EXCERPTED DATA.

========================

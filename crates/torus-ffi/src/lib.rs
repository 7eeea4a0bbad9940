//! Scalar-only boundary layer for the Torus engine.
//!
//! Hosts (a JavaScript embedder over wasm, or C) never see a Rust object.
//! They hold a `u32` handle naming a registry entry, call exported
//! functions with scalars, and read cells through a raw address into the
//! grid's published buffer. This crate is the only one in the workspace
//! that contains `unsafe` code, confined to writing through caller
//! out-pointers.
//!
//! # Safe-usage contract for the cell view
//!
//! After `torus_cells_get` (or `torus_cells_ptr` + `torus_cells_len`) the
//! host may build a byte view over `[address, address + length)`. That
//! view must be rebuilt after every `torus_tick`, `torus_tick_n`,
//! `torus_set_cell`, `torus_toggle_cell`, `torus_reset`, and must be
//! dropped at `torus_dispose`. The address does not move while the grid
//! lives, but the re-fetch discipline is the contract.
//!
//! # Threading
//!
//! The process-wide registry sits behind a `Mutex`, so concurrent calls
//! are serialized. A view handed out by `torus_cells_get` is invalidated
//! the instant another thread ticks or disposes the same handle.

#![deny(missing_docs)]
#![deny(rustdoc::broken_intra_doc_links)]
#![deny(unsafe_code)]

/// Run an FFI body, converting a panic into `fallback`.
///
/// `return` inside the body returns from the guarded closure.
macro_rules! ffi_guard_or {
    ($fallback:expr, $body:block) => {
        match std::panic::catch_unwind(std::panic::AssertUnwindSafe(|| $body)) {
            Ok(value) => value,
            Err(_) => {
                tracing::error!("panic caught at FFI boundary");
                $fallback
            }
        }
    };
}

/// Run an FFI body returning a status code; a panic becomes `Panicked`.
macro_rules! ffi_guard {
    ($body:block) => {
        ffi_guard_or!($crate::status::TorusStatus::Panicked as i32, $body)
    };
}

/// Lock the registry. A poisoned lock means a mutation was interrupted
/// mid-way, so the registry can no longer be trusted: abort.
macro_rules! ffi_lock {
    ($mutex:expr) => {
        match $mutex.lock() {
            Ok(guard) => guard,
            Err(_) => {
                tracing::error!("grid registry lock poisoned, aborting");
                std::process::abort()
            }
        }
    };
}

pub mod grid;
mod handle;
pub mod registry;
pub mod status;

pub use registry::{Registry, TorusError};
pub use status::TorusStatus;
pub use torus_core::{Cell, GridError, HandleId, SeedRule};
//! Double-buffered toroidal Game of Life engine.
//!
//! [`Grid`] owns the live cell buffer and the transition function. It
//! knows nothing about hosts or handles; the boundary layer in
//! `torus-ffi` wraps it.
//!
//! # Buffer layout
//!
//! ```text
//! Grid
//! ├── published: Vec<u8>  ←─── read by the host, address fixed for life
//! └── staging:   Vec<u8>  ←─── next generation is computed here
//! ```
//!
//! `tick()` reads only `published` and writes only `staging`, then copies
//! `staging` back over `published`. No cell ever observes a neighbour's
//! already-updated value, and the published allocation never moves.

#![deny(missing_docs)]
#![deny(rustdoc::broken_intra_doc_links)]
#![forbid(unsafe_code)]

pub mod grid;
pub mod neighbourhood;
mod render;
pub mod view;

pub use grid::Grid;
pub use view::CellsView;

pub use torus_core::{Cell, GridConfig, GridError, SeedRule};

========================

WORK REQUEST. Using the entries above, please restate each one word for word.

RESPONSE.
filename crates/torus-ffi/src/lib.rs
repository 7eeea4a0bbad9940
//! Scalar-only boundary layer for the Torus engine.
//!
//! Hosts (a JavaScript embedder over wasm, or C) never see a Rust object.
//! They hold a `u32` handle naming a registry entry, call exported
//! functions with scalars, and read cells through a raw address into the
//! grid's published buffer. This crate is the only one in the workspace
//! that contains `unsafe` code, confined to writing through caller
//! out-pointers.
//!
//! # Safe-usage contract for the cell view
//!
//! After `torus_cells_get` (or `torus_cells_ptr` + `torus_cells_len`) the
//! host may build a byte view over `[address, address + length)`. That
//! view must be rebuilt after every `torus_tick`, `torus_tick_n`,
//! `torus_set_cell`, `torus_toggle_cell`, `torus_reset`, and must be
//! dropped at `torus_dispose`. The address does not move while the grid
//! lives, but the re-fetch discipline is the contract.
//!
//! # Threading
//!
//! The process-wide registry sits behind a `Mutex`, so concurrent calls
//! are serialized. A view handed out by `torus_cells_get` is invalidated
//! the instant another thread ticks or disposes the same handle.

#![deny(missing_docs)]
#![deny(rustdoc::broken_intra_doc_links)]
#![deny(unsafe_code)]

/// Run an FFI body, converting a panic into `fallback`.
///
/// `return` inside the body returns from the guarded closure.
macro_rules! ffi_guard_or {
    ($fallback:expr, $body:block) => {
        match std::panic::catch_unwind(std::panic::AssertUnwindSafe(|| $body)) {
            Ok(value) => value,
            Err(_) => {
                tracing::error!("panic caught at FFI boundary");
                $fallback
            }
        }
    };
}

/// Run an FFI body returning a status code; a panic becomes `Panicked`.
macro_rules! ffi_guard {
    ($body:block) => {
        ffi_guard_or!($crate::status::TorusStatus::Panicked as i32, $body)
    };
}

/// Lock the registry. A poisoned lock means a mutation was interrupted
/// mid-way, so the registry can no longer be trusted: abort.
macro_rules! ffi_lock {
    ($mutex:expr) => {
        match $mutex.lock() {
            Ok(guard) => guard,
            Err(_) => {
                tracing::error!("grid registry lock poisoned, aborting");
                std::process::abort()
            }
        }
    };
}

pub mod grid;
mod handle;
pub mod registry;
pub mod status;

pub use registry::{Registry, TorusError};
pub use status::TorusStatus;
pub use torus_core::{Cell, GridError, HandleId, SeedRule};
//! Double-buffered toroidal Game of Life engine.
//!
//! [`Grid`] owns the live cell buffer and the transition function. It
//! knows nothing about hosts or handles; the boundary layer in
//! `torus-ffi` wraps it.
//!
//! # Buffer layout
//!
//! ```text
//! Grid
//! ├── published: Vec<u8>  ←─── read by the host, address fixed for life
//! └── staging:   Vec<u8>  ←─── next generation is computed here
//! ```
//!
//! `tick()` reads only `published` and writes only `staging`, then copies
//! `staging` back over `published`. No cell ever observes a neighbour's
//! already-updated value, and the published allocation never moves.

#![deny(missing_docs)]
#![deny(rustdoc::broken_intra_doc_links)]
#![forbid(unsafe_code)]

pub mod grid;
pub mod neighbourhood;
mod render;
pub mod view;

pub use grid::Grid;
pub use view::CellsView;

pub use torus_core::{Cell, GridConfig, GridError, SeedRule};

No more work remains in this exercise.